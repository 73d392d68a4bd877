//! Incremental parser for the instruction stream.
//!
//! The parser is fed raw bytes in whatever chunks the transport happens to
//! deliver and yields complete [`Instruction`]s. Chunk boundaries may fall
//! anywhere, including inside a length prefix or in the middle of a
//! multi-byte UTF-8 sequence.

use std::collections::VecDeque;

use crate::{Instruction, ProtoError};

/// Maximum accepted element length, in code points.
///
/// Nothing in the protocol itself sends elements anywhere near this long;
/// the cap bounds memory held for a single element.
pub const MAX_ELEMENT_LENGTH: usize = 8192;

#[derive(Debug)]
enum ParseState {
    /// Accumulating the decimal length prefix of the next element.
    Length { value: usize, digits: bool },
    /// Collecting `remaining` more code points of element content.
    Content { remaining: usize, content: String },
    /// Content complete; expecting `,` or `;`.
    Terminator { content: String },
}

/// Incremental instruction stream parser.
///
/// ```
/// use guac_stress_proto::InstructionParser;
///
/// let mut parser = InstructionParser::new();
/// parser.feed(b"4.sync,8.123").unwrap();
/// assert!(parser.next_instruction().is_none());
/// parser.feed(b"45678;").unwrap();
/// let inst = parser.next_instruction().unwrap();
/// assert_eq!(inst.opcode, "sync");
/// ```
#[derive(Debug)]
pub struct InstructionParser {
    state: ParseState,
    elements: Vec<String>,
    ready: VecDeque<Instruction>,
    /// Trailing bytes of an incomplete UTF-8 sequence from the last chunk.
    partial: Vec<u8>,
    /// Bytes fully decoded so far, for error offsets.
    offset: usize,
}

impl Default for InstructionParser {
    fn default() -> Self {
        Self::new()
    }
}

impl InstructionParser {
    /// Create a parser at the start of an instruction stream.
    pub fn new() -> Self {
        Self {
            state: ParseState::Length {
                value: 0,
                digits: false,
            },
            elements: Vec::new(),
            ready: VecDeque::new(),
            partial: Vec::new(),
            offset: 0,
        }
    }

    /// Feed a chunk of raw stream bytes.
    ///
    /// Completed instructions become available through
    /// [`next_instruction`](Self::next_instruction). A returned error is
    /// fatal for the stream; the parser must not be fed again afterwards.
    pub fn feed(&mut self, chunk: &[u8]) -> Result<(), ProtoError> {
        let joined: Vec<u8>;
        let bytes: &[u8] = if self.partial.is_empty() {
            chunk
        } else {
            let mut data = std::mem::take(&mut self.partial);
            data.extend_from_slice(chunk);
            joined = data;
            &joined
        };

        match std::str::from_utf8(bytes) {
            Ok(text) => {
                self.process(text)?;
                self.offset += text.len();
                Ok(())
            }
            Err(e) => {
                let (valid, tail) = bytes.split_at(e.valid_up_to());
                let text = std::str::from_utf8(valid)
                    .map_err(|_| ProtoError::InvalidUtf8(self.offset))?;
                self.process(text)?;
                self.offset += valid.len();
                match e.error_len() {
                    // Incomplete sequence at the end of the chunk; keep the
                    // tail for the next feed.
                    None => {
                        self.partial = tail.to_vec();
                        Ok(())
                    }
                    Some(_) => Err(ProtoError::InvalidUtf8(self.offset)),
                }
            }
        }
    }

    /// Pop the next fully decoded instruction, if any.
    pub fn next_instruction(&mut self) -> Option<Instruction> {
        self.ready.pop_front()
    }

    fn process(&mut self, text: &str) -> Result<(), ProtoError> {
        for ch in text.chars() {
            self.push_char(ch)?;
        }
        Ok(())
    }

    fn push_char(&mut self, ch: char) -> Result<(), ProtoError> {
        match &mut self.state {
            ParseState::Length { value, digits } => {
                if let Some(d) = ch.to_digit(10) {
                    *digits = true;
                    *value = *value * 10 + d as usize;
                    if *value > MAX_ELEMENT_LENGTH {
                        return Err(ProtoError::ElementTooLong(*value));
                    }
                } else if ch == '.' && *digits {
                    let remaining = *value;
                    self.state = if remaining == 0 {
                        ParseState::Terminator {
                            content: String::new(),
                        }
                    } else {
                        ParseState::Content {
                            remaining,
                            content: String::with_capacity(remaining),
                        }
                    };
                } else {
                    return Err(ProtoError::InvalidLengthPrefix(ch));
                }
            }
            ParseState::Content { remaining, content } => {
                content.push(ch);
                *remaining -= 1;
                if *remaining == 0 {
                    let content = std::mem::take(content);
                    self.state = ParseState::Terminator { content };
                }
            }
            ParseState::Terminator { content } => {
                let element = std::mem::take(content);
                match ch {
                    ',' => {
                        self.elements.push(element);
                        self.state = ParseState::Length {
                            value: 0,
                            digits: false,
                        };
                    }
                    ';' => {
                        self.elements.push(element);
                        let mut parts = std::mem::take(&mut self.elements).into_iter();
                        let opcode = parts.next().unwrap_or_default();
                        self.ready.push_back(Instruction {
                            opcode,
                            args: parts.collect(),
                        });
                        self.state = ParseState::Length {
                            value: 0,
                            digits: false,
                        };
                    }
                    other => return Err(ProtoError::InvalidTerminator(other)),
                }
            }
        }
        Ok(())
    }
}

• _ASSIGNED TASK_
Only the lines from the one containing "pub fn next_instruction(&mut" through the one containing "self.state = if" are to be retyped, both boundary lines included, with no other material.

• _SOLUTION_
    pub fn next_instruction(&mut self) -> Option<Instruction> {
        self.ready.pop_front()
    }

    fn process(&mut self, text: &str) -> Result<(), ProtoError> {
        for ch in text.chars() {
            self.push_char(ch)?;
        }
        Ok(())
    }

    fn push_char(&mut self, ch: char) -> Result<(), ProtoError> {
        match &mut self.state {
            ParseState::Length { value, digits } => {
                if let Some(d) = ch.to_digit(10) {
                    *digits = true;
                    *value = *value * 10 + d as usize;
                    if *value > MAX_ELEMENT_LENGTH {
                        return Err(ProtoError::ElementTooLong(*value));
                    }
                } else if ch == '.' && *digits {
                    let remaining = *value;
                    self.state = if remaining == 0 {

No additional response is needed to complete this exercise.